Rund eine halbe Million Euro „erarbeiteten“ die Frauen jeden Monat dem Pascha allein mit ihrer Zimmermiete. Als dann der Lockdown kam, beantragte Armin Lobscheid Kurzarbeitergeld – für die 60 Angestellten. Die Frauen gingen leer aus, die seien schließlich „selbstständig“, so Lobscheid.    

Alice Schwarzer zu  Lobscheid: Sie sind ein "White-Collar-Zuhälter"!

Wer sich auf der Website des Pascha umschaute, sah, dass der allergrößte Teil der „Mädchen“, die hier den Möchtegern-Paschas ihre Körper zur Benutzung zur Verfügung stellten (oder stellen mussten), aus Osteuropa und Afrika stammten. Wer sich in den Freierforen umschaute, entdeckte Posts wie diesen: "Moin Mitficker! Was ist das Beste an einem Besuch in Köln? Ein Kurzbesuch in der Hornstraße.“ Sodann schwärmt der „Mitficker“, wie er Kim, den „Kohleneimer“ so richtig „aufgepflockt“ hat. „Endlich mal komplett im Negerarsch!“

2005 nahm die Polizei bei der Aktion „Frühlingszauber gegen Menschenhandel“ 23 Frauen im Pascha fest, davon vier Minderjährige. Sie stammten aus Nigeria. Geschäftsführer Armin Lobscheid erklärte, deren Pässe seien gefälscht gewesen, da könne er halt nichts machen. Auf die Frage, wie er wissen könne, dass die Frauen im Pascha nicht von Zuhältern geschickt und abkassiert werden, antwortet Lobscheid: Für das, was außerhalb des Bordells passiere, könne er natürlich nicht garantieren. Aber: Sollte er von solch einem Fall erfahren, würde er sofort die Polizei informieren. Als er in einer Talkshow vom erfahrenen Rotlicht-Kommissar Helmut Sporer gefragt wurde, wie oft er das denn schon getan hätte, musste der Pascha-Geschäftsführer zugeben: Noch nie. In derselben Talkshow bezeichnete Alice Schwarzer Lobscheid als "White-Collar-Zuhälter".
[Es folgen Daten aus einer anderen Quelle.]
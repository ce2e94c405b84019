//! Loopback API for the tunnelgate agent

pub mod error;
pub mod handlers;

use axum::{
    routing::{get, post},
    Json, Router,
};
use serde::Serialize;
use std::sync::Arc;
use tower_http::trace::TraceLayer;

use handlers::AgentState;

#[derive(Serialize)]
pub struct HealthResponse {
    pub status: String,
    pub version: String,
}

/// GET /health
pub async fn health() -> Json<HealthResponse> {
    Json(HealthResponse {
        status: "ok".into(),
        version: env!("CARGO_PKG_VERSION").into(),
    })
}

/// Create the local API router
pub fn create_router(state: Arc<AgentState>) -> Router {
    Router::new()
        .route("/health", get(health))
        .route("/npc/check", get(handlers::check))
        .route("/npc/csr", get(handlers::csr))
        .route("/npc/auth", post(handlers::auth))
        .route("/npc/start", post(handlers::start))
        .route("/npc/stop", post(handlers::stop))
        .layer(TraceLayer::new_for_http())
        .with_state(state)
}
Lobscheid zum Kommissar: Noch nie die Polizei benachrichtigt.

Umso zynischer ist es, dass Lobscheid mit Blick auf die Pascha-Pleite nun vor den Gefahren warnt, denen die Prostituierten jetzt ausgesetzt seien. „Bulgarische Zuhälter nehmen ihren Prostituierten jetzt das ganze Geld ab“, klagt Lobscheid. Ach, tatsächlich? Und wir dachten immer, Prostituierte arbeiteten freiwillig und selbstbestimmt… Aber nein: „Weil die Nachfrage weiter vorhanden ist, treffen die Frauen sich nun in Hotels, Wohnungen, Autos und Wohnmobilen mit den Männern. Sie genießen nun keinen Schutz mehr, sind ihren Zuhältern und auch Freiern hilflos ausgesetzt.“ Nein, wirklich? Und wir dachten, dass das auch schon vor Corona genauso war...

Und jetzt im Ernst: Das System Prostitution ist menschenverachtend. Es verstößt gegen die Menschenwürde, wenn Männer nur einen Geldschein hinlegen müssen, um den Körper und die Seele einer Frau benutzen zu dürfen. Zumal 90 Prozent dieser Frauen aus den Armenhäusern Europas stammen.       
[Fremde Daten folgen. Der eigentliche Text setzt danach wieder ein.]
//! HTML base-path rewriting

use flate2::read::GzDecoder;
use flate2::write::GzEncoder;
use flate2::Compression;
use std::io::{self, Read, Write};

/// Assignment the frontend ships with when served from `/`
pub const BASE_MARKER: &[u8] = br#"window.__dynamic_base__ = "/""#;

/// Assignment that serves the same frontend from under a channel prefix
pub fn channel_marker(channel: &str) -> Vec<u8> {
    format!(r#"window.__dynamic_base__ = "/proxy/{channel}/""#).into_bytes()
}

/// Whether a `Content-Type` value is HTML
pub fn is_html(content_type: &str) -> bool {
    content_type.to_ascii_lowercase().contains("text/html")
}

/// Replace every base marker in `body` with the channel marker
pub fn rewrite_html(body: &[u8], channel: &str) -> Vec<u8> {
    replace_all(body, BASE_MARKER, &channel_marker(channel))
}

/// Decompress, rewrite and recompress a gzip-encoded HTML body
pub fn rewrite_gzip_html(body: &[u8], channel: &str) -> io::Result<Vec<u8>> {
    let mut plain = Vec::new();
    GzDecoder::new(body).read_to_end(&mut plain)?;

    let rewritten = rewrite_html(&plain, channel);

    let mut encoder = GzEncoder::new(Vec::new(), Compression::default());
    encoder.write_all(&rewritten)?;
    encoder.finish()
}

fn replace_all(haystack: &[u8], needle: &[u8], replacement: &[u8]) -> Vec<u8> {
    let mut out = Vec::with_capacity(haystack.len());
    let mut rest = haystack;
    while let Some(pos) = rest.windows(needle.len()).position(|w| w == needle) {
        out.extend_from_slice(&rest[..pos]);
        out.extend_from_slice(replacement);
        rest = &rest[pos + needle.len()..];
    }
    out.extend_from_slice(rest);
    out
}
Ist die Pascha-Pleite der Beginn des Bordellsterbens? Das wäre tatsächlich eine gute Nachricht. Die noch bessere Nachricht wäre, wenn der Staat es nicht Corona überlassen würde, diesem System ein Ende zu setzen - wie es andere europäische Ländern schon getan haben, sondern die Freierbestrafung einführen würde. Denn die schaffen mit ihrer Nachfrage überhaupt erst den Markt. Und eine sehr gute Nachricht wäre es, wenn der Staat den vielen bitterarmen Rumäninnen und Bulgarinnen eine echte Alternative zur Prostitution anbieten würde.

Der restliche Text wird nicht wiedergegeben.